August 19, 2022

Frustration Grows as Nominee for the Fed Withdraws

The candidate, Peter A. Diamond, an economics professor at the Massachusetts Institute of Technology and a Nobel Prize laureate for his work on labor markets, cited Republican opposition in asking the White House to withdraw his nomination.

But Democratic leadership did not press for a vote on the nomination, and Congressional aides said that the White House invested relatively little energy in fighting for Mr. Diamond. Moreover, they said that the administration had not submitted nominations for vacancies atop several of the federal agencies charged with overhauling and improving financial regulation in the wake of the 2008 crisis.

“There’s a deep feeling of frustration,” said one Democratic aide, who spoke on the condition of anonymity because of the sensitivity of the subject. “No one wants to insult the administration or put them in a position that’s uncomfortable for them or worse for them. So you’re just sitting around waiting for them to take the lead.”

The White House press secretary, Jay Carney, said on Monday that the White House did everything it could to push the nomination, and he lamented the “partisan obstructionism” that had prevented approval of Mr. Diamond.

“I don’t have a tick-tock on the different actions that different members of the administration took in support of this nomination,” Mr. Carney said in response to a question from a reporter. “We strongly supported it. We thought he was highly qualified. We regret that it’s come to this and he’s withdrawn his nomination.”

The withdrawal leaves two empty seats on the Fed’s seven-member board, which, along with selected presidents of the Fed’s regional banks, sets monetary policy. The position of vice chairman for supervision, created last year as a top bank regulatory post, also is vacant.

President Obama has not nominated a head for the Office of Comptroller of the Currency, which oversees national banks, or a new chairman for the Federal Deposit Insurance Corporation, which insures bank deposits and cleans up failed banks. There is no nominee to lead the new Consumer Financial Protection Bureau, or the Federal Housing Finance Agency, which oversees Fannie Mae and Freddie Mac.

The White House has said for months that it will submit nominations “as soon as possible.” On Monday it promised action “in short order.” It is widely expected to nominate the F.D.I.C.’s vice chairman, Martin J. Gruenberg, to replace Sheila C. Bair, who ends her term as chairwoman in July. Mr. Gruenberg, seen as relatively noncontroversial, could be packaged with other nominees in the hope of a halo effect.

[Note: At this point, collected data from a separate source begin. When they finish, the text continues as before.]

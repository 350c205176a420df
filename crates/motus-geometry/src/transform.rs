//! 2D/3D 齐次变换

use nalgebra::{Matrix3, Matrix4, Point2, Point3, Vector3, Vector4};

/// 角度转弧度
pub fn degree_to_radian(theta_deg: f64) -> f64 {
    theta_deg * std::f64::consts::PI / 180.0
}

/// 欧拉角（度）批量转弧度
pub fn euler_degrees_to_radians(
    roll_deg: f64,
    pitch_deg: f64,
    yaw_deg: f64,
) -> (f64, f64, f64) {
    (
        degree_to_radian(roll_deg),
        degree_to_radian(pitch_deg),
        degree_to_radian(yaw_deg),
    )
}

/// 2D 位姿转 3x3 齐次变换矩阵（绕 z 轴旋转 theta 弧度）
pub fn pose_to_homogeneous_matrix_2d(x: f64, y: f64, theta: f64) -> Matrix3<f64> {
    let (s, c) = theta.sin_cos();
    Matrix3::new(
        c, -s, x, //
        s, c, y, //
        0.0, 0.0, 1.0,
    )
}

/// 用 3x3 齐次矩阵变换 2D 点
pub fn transform_point_2d(t: &Matrix3<f64>, point: &Point2<f64>) -> Point2<f64> {
    let v = t * nalgebra::Vector3::new(point.x, point.y, 1.0);
    Point2::new(v.x, v.y)
}

/// 6 轴位姿转 4x4 齐次变换矩阵
///
/// 旋转按 ZYX 欧拉角顺序：R = Rz(yaw) · Ry(pitch) · Rx(roll)，
/// roll/pitch/yaw 均为弧度。
pub fn pose_to_homogeneous_matrix(
    x: f64,
    y: f64,
    z: f64,
    roll: f64,
    pitch: f64,
    yaw: f64,
) -> Matrix4<f64> {
    let (sr, cr) = roll.sin_cos();
    let (sp, cp) = pitch.sin_cos();
    let (sy, cy) = yaw.sin_cos();

    Matrix4::new(
        cy * cp,
        cy * sp * sr - sy * cr,
        cy * sp * cr + sy * sr,
        x,
        sy * cp,
        sy * sp * sr + cy * cr,
        sy * sp * cr - cy * sr,
        y,
        -sp,
        cp * sr,
        cp * cr,
        z,
        0.0,
        0.0,
        0.0,
        1.0,
    )
}

/// 用 4x4 齐次矩阵变换 3D 点
pub fn transform_point(t: &Matrix4<f64>, point: &Point3<f64>) -> Point3<f64> {
    let v = t * Vector4::new(point.x, point.y, point.z, 1.0);
    Point3::new(v.x, v.y, v.z)
}

/// 用 4x4 齐次矩阵变换方向向量（忽略平移）
pub fn transform_direction(t: &Matrix4<f64>, dir: &Vector3<f64>) -> Vector3<f64> {
    let v = t * Vector4::new(dir.x, dir.y, dir.z, 0.0);
    Vector3::new(v.x, v.y, v.z)
}
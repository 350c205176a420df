//! 统一的后台接收组件
//!
//! 一个线程持续从 RX 半端收帧，逐帧交给分类闭包；超时只是
//! 检查退出标志的机会，不是错误。总线方言只提供分类逻辑，
//! 不各自维护接收循环。

use std::sync::Arc;
use std::sync::atomic::{AtomicBool, Ordering};
use std::thread::JoinHandle;
use std::time::Duration;

use motus_can::{CanError, MotusFrame, RxAdapter};
use tracing::{debug, warn};

/// 接收循环每轮的等待上限，保证退出标志能及时生效
const POLL_TIMEOUT: Duration = Duration::from_millis(2);

/// 后台接收线程句柄
pub struct FeedbackSubscriber {
    stop: Arc<AtomicBool>,
    handle: Option<JoinHandle<()>>,
}

impl FeedbackSubscriber {
    /// 启动接收线程
    ///
    /// `classifier` 对每个收到的有效帧被调用一次；它通常持有
    /// 反馈缓存和请求关联表的共享句柄。
    pub fn spawn<R, F>(mut rx: R, mut classifier: F) -> Self
    where
        R: RxAdapter + 'static,
        F: FnMut(&MotusFrame) + Send + 'static,
    {
        let stop = Arc::new(AtomicBool::new(false));
        let stop_flag = Arc::clone(&stop);

        let handle = std::thread::spawn(move || {
            debug!("feedback subscriber started");
            while !stop_flag.load(Ordering::Relaxed) {
                match rx.receive_timeout(POLL_TIMEOUT) {
                    Ok(frame) => classifier(&frame),
                    Err(CanError::Timeout) => continue,
                    Err(CanError::NotStarted) => {
                        debug!("CAN adapter gone, feedback subscriber exiting");
                        break;
                    },
                    Err(e) => {
                        warn!("CAN receive error in feedback subscriber: {}", e);
                        continue;
                    },
                }
            }
            debug!("feedback subscriber stopped");
        });

        Self {
            stop,
            handle: Some(handle),
        }
    }

    /// 请求线程退出并等待其结束
    pub fn stop(&mut self) {
        self.stop.store(true, Ordering::Relaxed);
        if let Some(handle) = self.handle.take() {
            let _ = handle.join();
        }
    }
}

impl Drop for FeedbackSubscriber {
    fn drop(&mut self) {
        self.stop();
    }
}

Democrats say that they hold Republicans responsible for preventing votes. In addition to derailing Mr. Diamond, Republicans forced the withdrawal earlier this year of a nominee to head the Federal Housing Finance Agency, and have said they will not allow a vote on any nominee to lead the consumer agency until the bureau is restructured.

There are also strategic considerations. A senior White House official said that the Obama administration had to weigh the costs of trying to pressure Senator Harry Reid, the majority leader, to push for cloture votes in the face of Republican opposition.

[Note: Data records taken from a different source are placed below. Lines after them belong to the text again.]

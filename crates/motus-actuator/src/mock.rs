//! 记录型输出端口（测试 / 仿真）

use std::sync::Arc;

use parking_lot::Mutex;

use crate::{Actuator, ActuatorError, PortError, PulsePort, PwmPort, SpiPort, Wait, clamp_target};

/// 记录占空比写入的 PWM 端口
#[derive(Debug, Default)]
pub struct RecordingPwmPort {
    log: Arc<Mutex<Vec<u16>>>,
}

impl RecordingPwmPort {
    pub fn new() -> Self {
        Self::default()
    }

    /// 共享句柄，actuator 取得端口所有权后仍可查看写入记录
    pub fn log(&self) -> Arc<Mutex<Vec<u16>>> {
        Arc::clone(&self.log)
    }
}

impl PwmPort for RecordingPwmPort {
    fn write_duty(&mut self, duty: u16) -> Result<(), PortError> {
        self.log.lock().push(duty);
        Ok(())
    }
}

/// 记录符号（高/低电平 tick 数）的脉冲端口
#[derive(Debug, Default)]
pub struct RecordingPulsePort {
    log: Arc<Mutex<Vec<(u16, u16)>>>,
}

impl RecordingPulsePort {
    pub fn new() -> Self {
        Self::default()
    }

    pub fn log(&self) -> Arc<Mutex<Vec<(u16, u16)>>> {
        Arc::clone(&self.log)
    }
}

impl PulsePort for RecordingPulsePort {
    fn transmit(&mut self, high_ticks: u16, low_ticks: u16, _wait: Wait) -> Result<(), PortError> {
        self.log.lock().push((high_ticks, low_ticks));
        Ok(())
    }
}

/// 记录整帧写入的 SPI 端口
#[derive(Debug, Default)]
pub struct RecordingSpiPort {
    log: Arc<Mutex<Vec<Vec<u8>>>>,
    initialized: bool,
}

impl RecordingSpiPort {
    pub fn new() -> Self {
        Self::default()
    }

    pub fn log(&self) -> Arc<Mutex<Vec<Vec<u8>>>> {
        Arc::clone(&self.log)
    }

    /// 模拟总线已被其他实例初始化的情形
    pub fn mark_initialized(&mut self) {
        self.initialized = true;
    }
}

impl SpiPort for RecordingSpiPort {
    fn init(&mut self) -> Result<(), PortError> {
        if self.initialized {
            return Err(PortError::AlreadyInitialized);
        }
        self.initialized = true;
        Ok(())
    }

    fn write(&mut self, buffer: &[u8], _wait: Wait) -> Result<(), PortError> {
        self.log.lock().push(buffer.to_vec());
        Ok(())
    }
}

/// 记录目标值序列的执行机构（执行器层测试用）
#[derive(Debug, Default)]
pub struct RecordingActuator {
    target: Mutex<f32>,
    offset: f32,
    history: Arc<Mutex<Vec<f32>>>,
}

impl RecordingActuator {
    pub fn new(offset: f32) -> Self {
        Self {
            target: Mutex::new(0.0),
            offset,
            history: Arc::default(),
        }
    }

    /// 每次 actuate 时刻的目标值序列
    pub fn history(&self) -> Arc<Mutex<Vec<f32>>> {
        Arc::clone(&self.history)
    }
}

impl Actuator for RecordingActuator {
    fn set_target(&self, value: f32) {
        *self.target.lock() = clamp_target(value, self.offset);
    }

    fn actuate(&self, _wait: Wait) -> Result<(), ActuatorError> {
        self.history.lock().push(*self.target.lock());
        Ok(())
    }

    fn target(&self) -> f32 {
        *self.target.lock()
    }
}

#[cfg(test)]
mod tests {
    use super::*;

    #[test]
    fn test_recording_actuator_clamps_and_records() {
        let servo = RecordingActuator::new(0.25);
        let history = servo.history();

        servo.set_target(0.5);
        servo.actuate(Wait::NonBlocking).unwrap();
        servo.set_target(2.0);
        servo.actuate(Wait::NonBlocking).unwrap();

        let got = history.lock().clone();
        assert_eq!(got, vec![0.75, 1.0]);
    }
}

“We could go for a symbolic cloture vote. It would burn 30 hours on the clock. That’s 30 hours that the Senate is in session. So it’s a big ask of Harry Reid to say ‘put aside your legislative agenda and go for a cloture vote,’ ” the official said.

Mr. Diamond focused his criticism on Republicans in a sharply worded opinion article published Monday in The New York Times. “We should all worry about how distorted the confirmation process has become, and how little understanding of monetary policy there is among some of those responsible for its Congressional oversight,” he wrote.

Mr. Diamond said that Republicans were mistaken to treat his expertise in labor economics as irrelevant to decisions about monetary policy. “Understanding the labor market — and the process by which workers and jobs come together and separate — is critical to devising an effective monetary policy,” he wrote.

Senator Richard C. Shelby of Alabama, the senior Republican on the Banking Committee, reiterated on Monday his belief that Mr. Diamond had lacked the necessary qualifications.

“It is my hope that President Obama will now nominate someone capable of garnering bipartisan support in the Senate,” Mr. Shelby said in a statement Monday. “It would be my hope that the president will not seek to pack the Fed with those who will use the institution to finance his profligate spending and agenda.”

Mr. Shelby added that he had great respect for Mr. Diamond and wished him the best.

The Fed board of governors has long been populated with a mix of people including lawyers, bankers and economists with a wide range of specialties. Mr. Shelby himself has voted for a labor economist on at least one previous occasion: he supported the 1994 nomination of Janet Yellen, now the Fed’s vice chairwoman.

But the nomination became a proxy for a broader fight between the White House and Congressional Republicans over the government’s role in the economy. Mr. Diamond publicly supported a continuing Fed program to stimulate growth by purchasing $600 billion in Treasury securities. Mr. Shelby and other Republicans described the program as a backdoor method of lending the government more money.

Helene Cooper contributed reporting.